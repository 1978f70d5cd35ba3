mod common;
mod dcv;
mod smime;

pub use common::*;
pub use dcv::*;
pub use smime::*;
// cartstore/src/model/mod.rs

//! Data carried by the cart: catalog input, stored line items, and derived snapshots.

pub mod line_item;
pub mod product;
pub mod snapshot;

pub use line_item::{CartLineItem, ProductId};
pub use product::Product;
pub use snapshot::CartSnapshot;
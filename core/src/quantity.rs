// cartstore/src/quantity.rs

use crate::config::CartConfig;

/// Caller-side bounds for per-product quantities.
///
/// The cart merges whatever it is given; pages clamp with this first.
#[derive(Debug, Clone, Copy, PartialEq, Eq)]
pub struct QuantityPolicy {
  max_per_product: i32,
}

impl QuantityPolicy {
  /// A maximum below 1 is raised to 1.
  pub fn new(max_per_product: i32) -> Self {
    Self {
      max_per_product: max_per_product.max(1),
    }
  }

  pub fn from_config(config: &CartConfig) -> Self {
    Self::new(config.max_per_product)
  }

  pub fn max_per_product(&self) -> i32 {
    self.max_per_product
  }

  /// Pulls `requested` into `1..=max_per_product`.
  pub fn clamp(&self, requested: i32) -> i32 {
    requested.clamp(1, self.max_per_product)
  }

  pub fn can_increase(&self, current: i32) -> bool {
    current < self.max_per_product
  }

  pub fn can_decrease(&self, current: i32) -> bool {
    current > 1
  }

  /// How many more units may be added on top of `current`.
  pub fn remaining(&self, current: i32) -> i32 {
    self.max_per_product.saturating_sub(current).max(0)
  }
}

impl Default for QuantityPolicy {
  fn default() -> Self {
    Self::from_config(&CartConfig::default())
  }
}
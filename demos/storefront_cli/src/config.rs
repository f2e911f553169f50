// storefront_cli/src/config.rs

use crate::errors::{AppError, Result}; // Use AppError specific Result
use cartstore::storage::file::validate_key;
use cartstore::{CartConfig, DEFAULT_STORAGE_KEY};
use dotenvy::dotenv;
use std::env;
use std::path::PathBuf;

#[derive(Debug, Clone)]
pub struct AppConfig {
  /// Directory holding the durable cart slot.
  pub storage_dir: PathBuf,
  pub storage_key: String,
  pub max_per_product: i32,
  /// Emit JSON log lines instead of the human-readable format.
  pub log_json: bool,
}

impl AppConfig {
  pub fn from_env() -> Result<Self> {
    dotenv().ok(); // Load .env file if present
    Self::from_lookup(|name| env::var(name).ok())
  }

  /// Builds the config from any variable source; `from_env` passes the process environment.
  pub fn from_lookup(lookup: impl Fn(&str) -> Option<String>) -> Result<Self> {
    let storage_dir = lookup("CART_STORAGE_DIR")
      .map(PathBuf::from)
      .unwrap_or_else(|| PathBuf::from(".storefront"));

    let storage_key = lookup("CART_STORAGE_KEY").unwrap_or_else(|| DEFAULT_STORAGE_KEY.to_string());
    if storage_key.trim().is_empty() {
      return Err(AppError::Config("CART_STORAGE_KEY must not be empty".to_string()));
    }
    // The slot is a file named after the key; reject keys it cannot hold.
    validate_key(&storage_key).map_err(|e| AppError::Config(format!("Invalid CART_STORAGE_KEY: {}", e)))?;

    let max_per_product = lookup("CART_MAX_PER_PRODUCT")
      .unwrap_or_else(|| CartConfig::default().max_per_product.to_string())
      .parse::<i32>()
      .map_err(|e| AppError::Config(format!("Invalid CART_MAX_PER_PRODUCT: {}", e)))?;
    if max_per_product < 1 {
      return Err(AppError::Config(format!(
        "CART_MAX_PER_PRODUCT must be at least 1, got {}",
        max_per_product
      )));
    }

    let log_json = lookup("LOG_JSON")
      .unwrap_or_else(|| "false".to_string())
      .parse::<bool>()
      .map_err(|e| AppError::Config(format!("Invalid LOG_JSON value: {}", e)))?;

    Ok(Self {
      storage_dir,
      storage_key,
      max_per_product,
      log_json,
    })
  }

  /// Logs the effective settings. Call once the subscriber is installed.
  pub fn log_loaded(&self) {
    tracing::debug!(
      storage_dir = %self.storage_dir.display(),
      storage_key = %self.storage_key,
      max_per_product = self.max_per_product,
      log_json = self.log_json,
      "Configuration loaded."
    );
  }

  pub fn cart_config(&self) -> CartConfig {
    CartConfig::default()
      .with_storage_key(self.storage_key.clone())
      .with_max_per_product(self.max_per_product)
  }
}
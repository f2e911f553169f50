// cartstore/src/model/line_item.rs

use serde::{Deserialize, Serialize};

use crate::model::product::Product;

pub type ProductId = i64;

/// One distinct product in the cart with its quantity and price snapshot.
///
/// Field names match the persisted layout, which predates this crate:
/// everything is snake_case except `imageUrl`.
#[derive(Debug, Clone, PartialEq, Serialize, Deserialize)]
pub struct CartLineItem {
  pub product_id: ProductId,
  pub product_name: String,
  pub quantity: i32,
  pub unit_price: f64,
  #[serde(rename = "imageUrl", default)]
  pub image_url: String,
  pub subtotal: f64,
}

impl CartLineItem {
  /// Snapshots `product` with the given quantity. `quantity` must already be >= 1.
  pub(crate) fn from_product(product: &Product, quantity: i32) -> Self {
    let mut item = Self {
      product_id: product.id,
      product_name: product.name.clone(),
      quantity,
      unit_price: product.price,
      image_url: product.thumbnail_url().to_string(),
      subtotal: 0.0,
    };
    item.recompute_subtotal();
    item
  }

  pub(crate) fn set_quantity(&mut self, quantity: i32) {
    self.quantity = quantity;
    self.recompute_subtotal();
  }

  pub(crate) fn add_quantity(&mut self, quantity: i32) {
    self.set_quantity(self.quantity.saturating_add(quantity));
  }

  pub(crate) fn recompute_subtotal(&mut self) {
    self.subtotal = f64::from(self.quantity) * self.unit_price;
  }

  /// Whether this item could have been produced by the store.
  pub(crate) fn is_well_formed(&self) -> bool {
    self.quantity >= 1 && self.unit_price.is_finite() && self.unit_price >= 0.0
  }
}
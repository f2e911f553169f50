// storefront_cli/src/commands.rs

//! One cart operation per invocation; every command prints JSON on success.

use crate::errors::{AppError, Result};
use cartstore::{CartStore, Product, QuantityPolicy, ShippingAddress};
use clap::{Args, Subcommand};
use serde::Serialize;
use tracing::info;

#[derive(Debug, Subcommand)]
pub enum Command {
  /// Add a product, merging with an existing line. The quantity is clamped to the per-product limit.
  Add {
    #[arg(long)]
    id: i64,
    #[arg(long)]
    name: String,
    #[arg(long)]
    price: f64,
    #[arg(long)]
    image: Option<String>,
    #[arg(long, short = 'q', default_value_t = 1)]
    quantity: i32,
  },
  /// Set the quantity of a line; zero or less removes it.
  Update {
    id: i64,
    #[arg(allow_negative_numbers = true)]
    quantity: i64,
  },
  /// Remove a line.
  Remove { id: i64 },
  /// Empty the cart.
  Clear,
  /// Print the cart with totals.
  Show,
  /// Print the order-creation request for the current cart.
  Draft(DraftArgs),
  /// Empty the cart after the order API accepted the order.
  Complete,
}

#[derive(Debug, Args)]
pub struct DraftArgs {
  #[arg(long)]
  pub payment_intent: String,
  #[arg(long)]
  pub name: String,
  #[arg(long)]
  pub street: String,
  #[arg(long)]
  pub city: String,
  #[arg(long)]
  pub state: String,
  #[arg(long)]
  pub zip: String,
  #[arg(long)]
  pub country: String,
}

#[derive(Serialize)]
struct ChangeReport {
  changed: bool,
  #[serde(rename = "itemCount")]
  item_count: i64,
  total: f64,
}

fn report(cart: &CartStore, changed: bool) -> Result<String> {
  let snapshot = cart.snapshot();
  Ok(serde_json::to_string(&ChangeReport {
    changed,
    item_count: snapshot.item_count,
    total: snapshot.total,
  })?)
}

pub fn run(command: Command, cart: &CartStore, policy: &QuantityPolicy) -> Result<String> {
  match command {
    Command::Add {
      id,
      name,
      price,
      image,
      quantity,
    } => {
      if !price.is_finite() || price < 0.0 {
        return Err(AppError::Validation(format!("price must be a non-negative number, got {}", price)));
      }
      let mut product = Product::new(id, name, price);
      if let Some(image) = image {
        product = product.with_image(image);
      }
      let quantity = policy.clamp(quantity);
      let room = policy.remaining(cart.quantity_of(id));
      if room == 0 {
        info!(product_id = id, max = policy.max_per_product(), "Product already at its limit.");
        return report(cart, false);
      }
      let changed = cart.add_item(&product, quantity.min(room));
      report(cart, changed)
    }
    Command::Update { id, quantity } => {
      let before = cart.items();
      cart.update_quantity(id, quantity);
      report(cart, cart.items() != before)
    }
    Command::Remove { id } => {
      let existed = cart.is_in_cart(id);
      cart.remove_item(id);
      report(cart, existed)
    }
    Command::Clear => {
      cart.clear();
      report(cart, true)
    }
    Command::Show => Ok(serde_json::to_string_pretty(&cart.snapshot())?),
    Command::Draft(args) => {
      let address = ShippingAddress {
        name: args.name,
        street: args.street,
        city: args.city,
        state: args.state,
        zip: args.zip,
        country: args.country,
      };
      let draft = cart.draft_order(address, args.payment_intent)?;
      info!(amount = draft.amount, lines = draft.request.items.len(), "Order draft ready.");
      Ok(serde_json::to_string_pretty(&draft)?)
    }
    Command::Complete => {
      cart.complete_order();
      report(cart, true)
    }
  }
}
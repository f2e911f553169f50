// cartstore/src/order/mod.rs

//! Checkout-side reconciliation of a cart into an order-creation request.

pub mod draft;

- Exercise description:
All lines above that include the word "ShippingAddress" should be located and copied.

- Result below:
use cartstore::{CartStore, Product, QuantityPolicy, ShippingAddress};
      let address = ShippingAddress {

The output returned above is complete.